_Exercise:_ Starting at the top of the entries below, set down every line exactly, please, until you reach the line with "use tokio::net::TcpListener;", which is included too.

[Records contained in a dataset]
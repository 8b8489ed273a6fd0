//! API server setup and configuration.

use axum::Router;
use axum::extract::Request;
use std::net::SocketAddr;
use std::sync::Arc;
use std::time::{Duration, Instant};
use tokio::net::TcpListener;
use tokio_util::sync::CancellationToken;
use tower_http::cors::{Any, CorsLayer};
use tower_http::trace::TraceLayer;
use tracing::Span;

use crate::api::routes;
use crate::error::{Error, Result};
use crate::logging::LoggingConfig;
use crate::service::JobService;

/// API server configuration.
#[derive(Debug, Clone)]
pub struct ApiServerConfig {
    /// Server bind address
    pub bind_address: String,
    /// Server port
    pub port: u16,
    /// Enable CORS
    pub enable_cors: bool,
}

impl Default for ApiServerConfig {
    fn default() -> Self {
        Self {
            bind_address: "0.0.0.0".to_string(),
            port: 8080,
            enable_cors: true,
        }
    }
}

impl ApiServerConfig {
    /// Load API server config from environment variables, falling back to defaults.
    ///
    /// Supported env vars:
    /// - `API_BIND_ADDRESS` (e.g. "0.0.0.0")
    /// - `API_PORT` (e.g. "8080")
    pub fn from_env_or_default() -> Self {
        let mut config = Self::default();

        if let Ok(bind_address) = std::env::var("API_BIND_ADDRESS")
            && !bind_address.trim().is_empty()
        {
            config.bind_address = bind_address.trim().to_string();
        }

        if let Ok(port) = std::env::var("API_PORT") {
            match port.trim().parse::<u16>() {
                Ok(parsed) => config.port = parsed,
                Err(_) => tracing::warn!(value = %port, "Ignoring invalid API_PORT"),
            }
        }

        config
    }

    pub fn socket_addr(&self) -> Result<SocketAddr> {
        format!("{}:{}", self.bind_address, self.port)
            .parse()
            .map_err(|e| Error::config(format!("Invalid address: {}", e)))
    }
}

/// Shared application state.
#[derive(Clone)]
pub struct AppState {
    /// Server start time for uptime calculation
    pub start_time: Instant,
    /// Connections, jobs and the pending queue
    pub service: Arc<JobService>,
    /// Logging configuration for dynamic log level changes
    pub logging_config: Option<Arc<LoggingConfig>>,
}

impl AppState {
    pub fn new(service: Arc<JobService>) -> Self {
        Self {
            start_time: Instant::now(),
            service,
            logging_config: None,
        }
    }

    pub fn with_logging(mut self, logging_config: Arc<LoggingConfig>) -> Self {
        self.logging_config = Some(logging_config);
        self
    }
}

/// The control-plane HTTP server.
pub struct ApiServer {
    config: ApiServerConfig,
    state: AppState,
    cancel_token: CancellationToken,
}

impl ApiServer {
    pub fn new(config: ApiServerConfig, state: AppState) -> Self {
        Self {
            config,
            state,
            cancel_token: CancellationToken::new(),
        }
    }

    /// Share an existing token so one signal stops everything.
    pub fn with_cancel_token(mut self, cancel_token: CancellationToken) -> Self {
        self.cancel_token = cancel_token;
        self
    }

    /// Build the router with all middleware and routes.
    pub fn build_router(&self) -> Router {
        let mut router = routes::create_router(self.state.clone());

        if self.config.enable_cors {
            let cors = CorsLayer::new()
                .allow_origin(Any)
                .allow_methods(Any)
                .allow_headers(Any);
            router = router.layer(cors);
        }

        router.layer(
            TraceLayer::new_for_http()
                .make_span_with(|req: &Request| {
                    // Status polling is too chatty to trace.
                    if is_quiet_path(req.uri().path()) {
                        Span::none()
                    } else {
                        let mut make_span =
                            tower_http::trace::DefaultMakeSpan::new().level(tracing::Level::INFO);
                        use tower_http::trace::MakeSpan;
                        make_span.make_span(req)
                    }
                })
                .on_request(|req: &Request, span: &Span| {
                    if span.is_disabled() {
                        return;
                    }
                    let mut on_request =
                        tower_http::trace::DefaultOnRequest::new().level(tracing::Level::INFO);
                    use tower_http::trace::OnRequest;
                    on_request.on_request(req, span);
                })
                .on_response(
                    |res: &axum::http::Response<_>, latency: Duration, span: &Span| {
                        if span.is_disabled() {
                            return;
                        }
                        let on_response =
                            tower_http::trace::DefaultOnResponse::new().level(tracing::Level::INFO);
                        use tower_http::trace::OnResponse;
                        on_response.on_response(res, latency, span);
                    },
                ),
        )
    }

    /// Bind and serve until the cancel token fires.
    pub async fn run(&self) -> Result<()> {
        let addr = self.config.socket_addr()?;
        let listener = TcpListener::bind(addr).await?;
        self.serve(listener).await
    }

    /// Serve on an already bound listener.
    pub async fn serve(&self, listener: TcpListener) -> Result<()> {
        let router = self.build_router();
        let addr = listener.local_addr()?;

        tracing::info!("API server listening on http://{}", addr);

        let cancel_token = self.cancel_token.clone();

        axum::serve(listener, router)
            .with_graceful_shutdown(async move {
                cancel_token.cancelled().await;
                tracing::info!("API server shutting down...");
            })
            .await
            .map_err(|e| Error::Other(format!("Server error: {}", e)))?;

        Ok(())
    }
}

fn is_quiet_path(path: &str) -> bool {
    path.starts_with("/health") || path.starts_with("/get_job_status")
}

#[cfg(test)]
mod tests {
    use super::*;

    #[test]
    fn test_config_defaults() {
        let config = ApiServerConfig::default();
        assert_eq!(config.bind_address, "0.0.0.0");
        assert_eq!(config.port, 8080);
        assert!(config.enable_cors);
        assert_eq!(
            config.socket_addr().unwrap(),
            "0.0.0.0:8080".parse::<SocketAddr>().unwrap()
        );
    }

    #[test]
    fn test_bad_bind_address() {
        let config = ApiServerConfig {
            bind_address: "not an address".to_string(),
            ..ApiServerConfig::default()
        };
        assert!(matches!(config.socket_addr(), Err(Error::Configuration(_))));
    }

    #[test]
    fn test_quiet_paths() {
        assert!(is_quiet_path("/health"));
        assert!(is_quiet_path("/get_job_status"));
        assert!(!is_quiet_path("/submit_job"));
    }
}
//! Utility modules.

pub mod http_client;
//! Cursor pagination over a Solr core.

use std::sync::Arc;

use tracing::{debug, trace};

use super::client::{SearchIndex, select_url};
use crate::domain::{Batch, ConnectionDescriptor, JobDescriptor, TrainExample};
use crate::{Error, Result};

/// Walks a result set page by page, converting each page into a [`Batch`].
pub struct CursorPuller {
    index: Arc<dyn SearchIndex>,
    connection: ConnectionDescriptor,
    descriptor: JobDescriptor,
}

impl CursorPuller {
    pub fn new(
        index: Arc<dyn SearchIndex>,
        connection: ConnectionDescriptor,
        descriptor: JobDescriptor,
    ) -> Self {
        Self {
            index,
            connection,
            descriptor,
        }
    }

    /// Fetch the page at `cursor` and convert it into batch `sequence`.
    ///
    /// An empty page fails with [`Error::NoMoreData`] carrying the number of
    /// pages before it.
    pub async fn fetch_batch(&self, cursor: &str, sequence: u64) -> Result<Batch> {
        let url = select_url(&self.connection, &self.descriptor, cursor)?;
        let page = self.index.fetch_page(&url).await?;

        if page.docs().is_empty() {
            return Err(Error::NoMoreData {
                pages: sequence.saturating_sub(1),
            });
        }

        let examples = page
            .docs()
            .iter()
            .map(|doc| TrainExample {
                text: doc.content.clone(),
                label: self.descriptor.label.clone(),
            })
            .collect();

        Ok(Batch::new(sequence, cursor, examples)
            .with_next_cursor(page.next_cursor().map(str::to_string)))
    }

    /// Pull every page starting at `start`, handing each batch to `on_batch`
    /// in cursor order.
    ///
    /// This only ever returns an error. Running out of pages yields
    /// [`Error::NoMoreData`] with the number of batches delivered, so the
    /// caller decides whether an empty result set is acceptable. A page
    /// without a fresh next cursor ends pagination the same way once it has
    /// been delivered. Fetch failures and errors from `on_batch` come back
    /// unchanged.
    pub async fn pull<F, Fut>(&self, start: &str, mut on_batch: F) -> Error
    where
        F: FnMut(Batch) -> Fut,
        Fut: Future<Output = Result<()>>,
    {
        let mut cursor = start.to_string();
        let mut pages = 0u64;

        loop {
            let batch = match self.fetch_batch(&cursor, pages + 1).await {
                Ok(batch) => batch,
                Err(e) => return e,
            };
            let next = batch.next_cursor.clone();

            trace!(
                collection = %self.descriptor.collection,
                cursor = %cursor,
                docs = batch.len(),
                "Pulled page"
            );

            if let Err(e) = on_batch(batch).await {
                return e;
            }
            pages += 1;

            match next {
                Some(next) if next != cursor => cursor = next,
                _ => {
                    debug!(
                        collection = %self.descriptor.collection,
                        pages,
                        "Cursor did not advance; pagination finished"
                    );
                    return Error::NoMoreData { pages };
                }
            }
        }
    }
}
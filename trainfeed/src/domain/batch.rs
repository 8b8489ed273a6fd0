//! Training batches.

use serde::{Deserialize, Serialize};

/// A single labelled example.
#[derive(Debug, Clone, PartialEq, Eq, Serialize, Deserialize)]
pub struct TrainExample {
    pub text: String,
    pub label: String,
}

/// One converted page of search results.
///
/// Serialises as the trainer's `{"examples": [...]}` payload; the sequence
/// number and cursors are bookkeeping only.
#[derive(Debug, Clone, PartialEq, Eq, Serialize, Deserialize)]
pub struct Batch {
    pub examples: Vec<TrainExample>,
    /// 1-based position in cursor order.
    #[serde(skip)]
    pub sequence: u64,
    /// Cursor token of the request that produced this page.
    #[serde(skip)]
    pub cursor: String,
    /// Token Solr handed back for the following page, if any.
    #[serde(skip)]
    pub next_cursor: Option<String>,
}

impl Batch {
    pub fn new(sequence: u64, cursor: impl Into<String>, examples: Vec<TrainExample>) -> Self {
        Self {
            examples,
            sequence,
            cursor: cursor.into(),
            next_cursor: None,
        }
    }

    pub fn with_next_cursor(mut self, next_cursor: Option<String>) -> Self {
        self.next_cursor = next_cursor;
        self
    }

    pub fn len(&self) -> usize {
        self.examples.len()
    }

    pub fn is_empty(&self) -> bool {
        self.examples.is_empty()
    }
}
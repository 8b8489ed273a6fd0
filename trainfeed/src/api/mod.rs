//! HTTP control plane.

pub mod error;
pub mod routes;
pub mod server;

pub use error::{ApiError, ApiResult};
pub use server::{ApiServer, ApiServerConfig, AppState};
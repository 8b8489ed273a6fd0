//! Three-stage dispatch: one producer pulling pages, N consumers posting
//! batches, one sink collecting results.
//!
//! Stages share a [`CancellationToken`]. The first stage to fail cancels it,
//! the rest stop at their next suspension point, and that first error is what
//! [`dispatch`] returns. POSTs still in flight at that point are dropped,
//! which aborts the request.

use std::sync::Arc;
use std::time::Duration;

use serde::{Deserialize, Serialize};
use tokio::sync::{Mutex, mpsc};
use tokio::task::JoinSet;
use tokio_util::sync::CancellationToken;
use tracing::{debug, error, trace, warn};

use super::entity::Job;
use crate::domain::{Batch, START_CURSOR};
use crate::trainer::{TrainResult, TrainingService};
use crate::{Error, Result};

/// Totals for one finished dispatch.
#[derive(Debug, Clone, Default, PartialEq, Eq, Serialize, Deserialize)]
pub struct DispatchSummary {
    /// Pages pulled from the index.
    pub pages: u64,
    /// Batches the trainer accepted.
    pub batches: u64,
    /// Examples across those batches.
    pub examples: u64,
}

#[derive(Debug)]
enum StageReport {
    Produced { pages: u64 },
    Consumed { worker: usize, batches: u64 },
    Collected { batches: u64, examples: u64 },
    Stopped,
}

type Stages = JoinSet<Result<StageReport>>;

fn spawn_stage<F>(stages: &mut Stages, cancel: &CancellationToken, stage: F)
where
    F: Future<Output = Result<StageReport>> + Send + 'static,
{
    let cancel = cancel.clone();
    stages.spawn(async move {
        let result = stage.await;
        if result.is_err() {
            cancel.cancel();
        }
        result
    });
}

/// Pull every page of `job` and post it to the trainer.
///
/// Succeeds only when pagination ended after at least one page and every
/// batch was accepted.
pub async fn dispatch(job: &Arc<Job>) -> Result<DispatchSummary> {
    let config = job.config().clone();
    let capacity = config.channel_capacity.max(1);
    let workers = config.batch_workers.max(1);

    let cancel = CancellationToken::new();
    let mut stages = Stages::new();

    let (batch_tx, batch_rx) = mpsc::channel::<Batch>(capacity);
    let (result_tx, mut result_rx) = mpsc::channel::<TrainResult>(capacity);

    spawn_stage(&mut stages, &cancel, produce(job.clone(), batch_tx, cancel.clone()));

    let batch_rx = Arc::new(Mutex::new(batch_rx));
    for worker in 0..workers {
        spawn_stage(
            &mut stages,
            &cancel,
            consume(
                worker,
                job.trainer(),
                batch_rx.clone(),
                result_tx.clone(),
                config.batch_retries,
                config.retry_backoff(),
                cancel.clone(),
            ),
        );
    }
    drop(batch_rx);
    // The sink ends once every consumer has dropped its sender.
    drop(result_tx);

    let job_id = job.id();
    spawn_stage(&mut stages, &cancel, async move {
        let mut batches = 0u64;
        let mut examples = 0u64;
        while let Some(result) = result_rx.recv().await {
            batches += 1;
            examples += result.examples as u64;
            trace!(
                job_id,
                sequence = result.sequence,
                status = result.status,
                "Batch accepted"
            );
        }
        Ok(StageReport::Collected { batches, examples })
    });

    let mut summary = DispatchSummary::default();
    let mut first_error: Option<Error> = None;

    while let Some(joined) = stages.join_next().await {
        match joined {
            Ok(Ok(StageReport::Produced { pages })) => summary.pages = pages,
            Ok(Ok(StageReport::Collected { batches, examples })) => {
                summary.batches = batches;
                summary.examples = examples;
            }
            Ok(Ok(StageReport::Consumed { worker, batches })) => {
                debug!(job_id, worker, batches, "Consumer finished");
            }
            Ok(Ok(StageReport::Stopped)) => {}
            Ok(Err(Error::Cancelled)) => {}
            Ok(Err(e)) => {
                if first_error.is_none() {
                    first_error = Some(e);
                }
            }
            Err(e) => {
                error!(job_id, "Dispatch stage panicked: {}", e);
                cancel.cancel();
                if first_error.is_none() {
                    first_error = Some(Error::Other(format!("dispatch stage panicked: {e}")));
                }
            }
        }
    }

    if let Some(e) = first_error {
        return Err(e);
    }
    if cancel.is_cancelled() {
        return Err(Error::Cancelled);
    }
    Ok(summary)
}

async fn produce(
    job: Arc<Job>,
    batch_tx: mpsc::Sender<Batch>,
    cancel: CancellationToken,
) -> Result<StageReport> {
    let puller = job.puller();

    let end = tokio::select! {
        _ = cancel.cancelled() => return Ok(StageReport::Stopped),
        end = puller.pull(START_CURSOR, |batch| {
            let batch_tx = batch_tx.clone();
            let job = job.clone();
            async move {
                let next = batch.next_cursor.clone();
                batch_tx.send(batch).await.map_err(|_| Error::Cancelled)?;
                if let Some(next) = next {
                    job.advance_cursor(&next);
                }
                Ok(())
            }
        }) => end,
    };

    match end {
        Error::NoMoreData { pages } if pages > 0 => {
            debug!(job_id = job.id(), pages, "Producer finished");
            Ok(StageReport::Produced { pages })
        }
        Error::Cancelled => Ok(StageReport::Stopped),
        e => Err(e),
    }
}

async fn consume(
    worker: usize,
    trainer: Arc<dyn TrainingService>,
    batch_rx: Arc<Mutex<mpsc::Receiver<Batch>>>,
    result_tx: mpsc::Sender<TrainResult>,
    retries: u32,
    backoff: Duration,
    cancel: CancellationToken,
) -> Result<StageReport> {
    let mut batches = 0u64;

    loop {
        let next = tokio::select! {
            biased;
            _ = cancel.cancelled() => None,
            batch = async { batch_rx.lock().await.recv().await } => batch,
        };
        let Some(batch) = next else {
            break;
        };

        let result = post_with_retry(trainer.as_ref(), &batch, retries, backoff, &cancel).await?;
        batches += 1;
        if result_tx.send(result).await.is_err() {
            return Ok(StageReport::Stopped);
        }
    }

    Ok(StageReport::Consumed { worker, batches })
}

/// POST one batch, retrying transport failures up to `retries` more times.
async fn post_with_retry(
    trainer: &dyn TrainingService,
    batch: &Batch,
    retries: u32,
    backoff: Duration,
    cancel: &CancellationToken,
) -> Result<TrainResult> {
    let mut attempt = 0u32;
    loop {
        let outcome = tokio::select! {
            biased;
            _ = cancel.cancelled() => return Err(Error::Cancelled),
            outcome = trainer.train(batch) => outcome,
        };
        match outcome {
            Ok(result) => return Ok(result),
            Err(e @ Error::Transport(_)) if attempt < retries => {
                attempt += 1;
                warn!(
                    sequence = batch.sequence,
                    attempt,
                    retries,
                    error = %e,
                    "Batch post failed, retrying"
                );
                tokio::select! {
                    _ = cancel.cancelled() => return Err(Error::Cancelled),
                    _ = tokio::time::sleep(backoff) => {}
                }
            }
            Err(e) => return Err(e),
        }
    }
}
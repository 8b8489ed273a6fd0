//! In-memory stand-ins for Solr and the trainer, shared by unit tests.

use std::sync::atomic::{AtomicBool, AtomicUsize, Ordering};
use std::time::Duration;

use async_trait::async_trait;
use parking_lot::Mutex;
use url::Url;

use crate::domain::{Batch, START_CURSOR};
use crate::solr::{SearchIndex, SolrResponse};
use crate::trainer::{TrainResult, TrainingService, TrainingStatus};
use crate::{Error, Result};

/// HTTP client for tests that never leave the process.
pub(crate) fn http_client() -> reqwest::Client {
    crate::utils::http_client::build_http_client(Duration::from_secs(5))
        .expect("test http client")
}

/// Serves fixed pages. Page `n` (1-based) answers cursor `c{n-1}` (`*` for
/// the first) and hands out `c{n}` as the next cursor. Past the last page it
/// answers with no docs and echoes the cursor, like Solr does.
pub(crate) struct FakeIndex {
    pages: Vec<Vec<String>>,
    no_cursor_after: Option<usize>,
    repeat_cursor_at: Option<usize>,
    fail_at: Option<String>,
    requests: Mutex<Vec<(String, String)>>,
}

impl FakeIndex {
    pub(crate) fn with_pages(pages: &[&[&str]]) -> Self {
        Self {
            pages: pages
                .iter()
                .map(|docs| docs.iter().map(|d| d.to_string()).collect())
                .collect(),
            no_cursor_after: None,
            repeat_cursor_at: None,
            fail_at: None,
            requests: Mutex::new(Vec::new()),
        }
    }

    /// `n` pages of `size` docs each.
    pub(crate) fn uniform(n: usize, size: usize) -> Self {
        let mut index = Self::with_pages(&[]);
        index.pages = (0..n)
            .map(|p| (0..size).map(|d| format!("doc-{p}-{d}")).collect())
            .collect();
        index
    }

    pub(crate) fn without_cursor_after(mut self, page: usize) -> Self {
        self.no_cursor_after = Some(page);
        self
    }

    pub(crate) fn repeat_cursor_at(mut self, page: usize) -> Self {
        self.repeat_cursor_at = Some(page);
        self
    }

    pub(crate) fn fail_at(mut self, cursor: &str) -> Self {
        self.fail_at = Some(cursor.to_string());
        self
    }

    /// `(param, cursor)` of every request, in order.
    pub(crate) fn requests(&self) -> Vec<(String, String)> {
        self.requests.lock().clone()
    }
}

#[async_trait]
impl SearchIndex for FakeIndex {
    async fn fetch_page(&self, url: &Url) -> Result<SolrResponse> {
        let (param, cursor) = url
            .query_pairs()
            .find(|(k, _)| k == "cursorMark" || k == "nextCursorMark")
            .map(|(k, v)| (k.into_owned(), v.into_owned()))
            .unwrap_or_default();
        self.requests.lock().push((param, cursor.clone()));

        if self.fail_at.as_deref() == Some(cursor.as_str()) {
            return Err(Error::transport(format!("connection refused at {cursor}")));
        }

        let idx = if cursor == START_CURSOR {
            0
        } else {
            cursor
                .strip_prefix('c')
                .and_then(|n| n.parse::<usize>().ok())
                .ok_or_else(|| Error::transport(format!("unknown cursor {cursor}")))?
        };

        let (docs, next) = match self.pages.get(idx) {
            None => (Vec::new(), Some(cursor.clone())),
            Some(docs) => {
                let page = idx + 1;
                let next = if self.no_cursor_after == Some(page) {
                    None
                } else if self.repeat_cursor_at == Some(page) {
                    Some(cursor.clone())
                } else {
                    Some(format!("c{page}"))
                };
                (docs.clone(), next)
            }
        };

        let mut params = serde_json::Map::new();
        if let Some(next) = next {
            params.insert("nextCursorMark".to_string(), next.into());
        }
        let docs: Vec<_> = docs
            .iter()
            .map(|d| serde_json::json!({"id": d, "content": d}))
            .collect();
        let found = docs.len();

        Ok(serde_json::from_value(serde_json::json!({
            "responseHeader": {"status": 0, "QTime": 1, "params": params},
            "response": {"numFound": found, "start": 0, "docs": docs}
        }))?)
    }
}

/// Records what it is sent; failures are injected per batch sequence.
#[derive(Default)]
pub(crate) struct FakeTrainer {
    running: AtomicBool,
    status_fails: bool,
    fail_sequence: Option<u64>,
    transient_failures: AtomicUsize,
    delay: Option<Duration>,
    stall: Option<Duration>,
    start_calls: AtomicUsize,
    attempts: AtomicUsize,
    posted: Mutex<Vec<Batch>>,
}

impl FakeTrainer {
    pub(crate) fn running() -> Self {
        let trainer = Self::default();
        trainer.running.store(true, Ordering::SeqCst);
        trainer
    }

    pub(crate) fn stopped() -> Self {
        Self::default()
    }

    pub(crate) fn unreachable() -> Self {
        Self {
            status_fails: true,
            ..Self::default()
        }
    }

    pub(crate) fn failing_on(mut self, sequence: u64) -> Self {
        self.fail_sequence = Some(sequence);
        self
    }

    /// Fail the first `n` POSTs, then recover.
    pub(crate) fn flaky(self, n: usize) -> Self {
        self.transient_failures.store(n, Ordering::SeqCst);
        self
    }

    pub(crate) fn with_delay(mut self, delay: Duration) -> Self {
        self.delay = Some(delay);
        self
    }

    /// Hold every POST that is not set up to fail for `stall` before
    /// accepting it.
    pub(crate) fn stalling(mut self, stall: Duration) -> Self {
        self.stall = Some(stall);
        self
    }

    pub(crate) fn start_calls(&self) -> usize {
        self.start_calls.load(Ordering::SeqCst)
    }

    pub(crate) fn attempts(&self) -> usize {
        self.attempts.load(Ordering::SeqCst)
    }

    pub(crate) fn posted(&self) -> Vec<Batch> {
        self.posted.lock().clone()
    }
}

#[async_trait]
impl TrainingService for FakeTrainer {
    async fn status(&self) -> Result<TrainingStatus> {
        if self.status_fails {
            return Err(Error::transport("connection refused"));
        }
        Ok(TrainingStatus {
            running: self.running.load(Ordering::SeqCst),
        })
    }

    async fn start(&self) -> Result<()> {
        self.start_calls.fetch_add(1, Ordering::SeqCst);
        self.running.store(true, Ordering::SeqCst);
        Ok(())
    }

    async fn train(&self, batch: &Batch) -> Result<TrainResult> {
        self.attempts.fetch_add(1, Ordering::SeqCst);
        if let Some(delay) = self.delay {
            tokio::time::sleep(delay).await;
        }
        if self.fail_sequence == Some(batch.sequence) {
            return Err(Error::transport(format!(
                "POST /stream/train returned HTTP 500 for batch {}",
                batch.sequence
            )));
        }
        if let Some(stall) = self.stall {
            tokio::time::sleep(stall).await;
        }
        if self
            .transient_failures
            .fetch_update(Ordering::SeqCst, Ordering::SeqCst, |n| n.checked_sub(1))
            .is_ok()
        {
            return Err(Error::transport("connection reset"));
        }
        self.posted.lock().push(batch.clone());
        Ok(TrainResult {
            sequence: batch.sequence,
            status: 200,
            examples: batch.len(),
            payload_bytes: 0,
            response: r#"{"status":"accepted"}"#.to_string(),
        })
    }
}
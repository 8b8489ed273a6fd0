//! Process configuration from the environment.

use std::time::Duration;

use tracing::warn;

use crate::api::ApiServerConfig;
use crate::job::{DispatchConfig, DispatcherConfig};

/// Everything `main` needs to wire the service together.
#[derive(Debug, Clone)]
pub struct AppConfig {
    pub api: ApiServerConfig,
    pub log_dir: String,
    pub dispatch: DispatchConfig,
    pub dispatcher: DispatcherConfig,
    pub http_timeout: Duration,
}

impl Default for AppConfig {
    fn default() -> Self {
        Self {
            api: ApiServerConfig::default(),
            log_dir: "logs".to_string(),
            dispatch: DispatchConfig::default(),
            dispatcher: DispatcherConfig::default(),
            http_timeout: Duration::from_secs(30),
        }
    }
}

impl AppConfig {
    /// Read the environment, keeping the default for anything unset or
    /// unparsable.
    ///
    /// Besides `API_BIND_ADDRESS` and `API_PORT`:
    /// - `LOG_DIR`
    /// - `TRAINFEED_BATCH_WORKERS`
    /// - `TRAINFEED_CHANNEL_CAPACITY`
    /// - `TRAINFEED_BATCH_RETRIES`
    /// - `TRAINFEED_DISPATCH_WORKERS`
    /// - `TRAINFEED_HTTP_TIMEOUT_SECS`
    pub fn from_env_or_default() -> Self {
        Self::from_lookup(|key| std::env::var(key).ok())
    }

    fn from_lookup(lookup: impl Fn(&str) -> Option<String>) -> Self {
        let mut config = Self {
            api: ApiServerConfig::from_env_or_default(),
            ..Self::default()
        };

        if let Some(dir) = lookup("LOG_DIR")
            && !dir.trim().is_empty()
        {
            config.log_dir = dir.trim().to_string();
        }

        set_positive(&lookup, "TRAINFEED_BATCH_WORKERS", &mut config.dispatch.batch_workers);
        set_positive(
            &lookup,
            "TRAINFEED_CHANNEL_CAPACITY",
            &mut config.dispatch.channel_capacity,
        );
        set_positive(&lookup, "TRAINFEED_DISPATCH_WORKERS", &mut config.dispatcher.workers);

        if let Some(retries) = parse(&lookup, "TRAINFEED_BATCH_RETRIES") {
            config.dispatch.batch_retries = retries;
        }
        if let Some(secs) = parse::<u64>(&lookup, "TRAINFEED_HTTP_TIMEOUT_SECS")
            && secs > 0
        {
            config.http_timeout = Duration::from_secs(secs);
        }

        config
    }
}

fn parse<T: std::str::FromStr>(lookup: &impl Fn(&str) -> Option<String>, key: &str) -> Option<T> {
    let raw = lookup(key)?;
    match raw.trim().parse() {
        Ok(value) => Some(value),
        Err(_) => {
            warn!(key, value = %raw, "Ignoring invalid configuration value");
            None
        }
    }
}

fn set_positive(lookup: &impl Fn(&str) -> Option<String>, key: &str, target: &mut usize) {
    match parse::<usize>(lookup, key) {
        Some(0) => warn!(key, "Ignoring zero; a positive value is required"),
        Some(value) => *target = value,
        None => {}
    }
}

_Result:_
repository 8b8489ed273a6fd0
//! API server setup and configuration.

use axum::Router;
use axum::extract::Request;
use std::net::SocketAddr;
use std::sync::Arc;
use std::time::{Duration, Instant};
use tokio::net::TcpListener;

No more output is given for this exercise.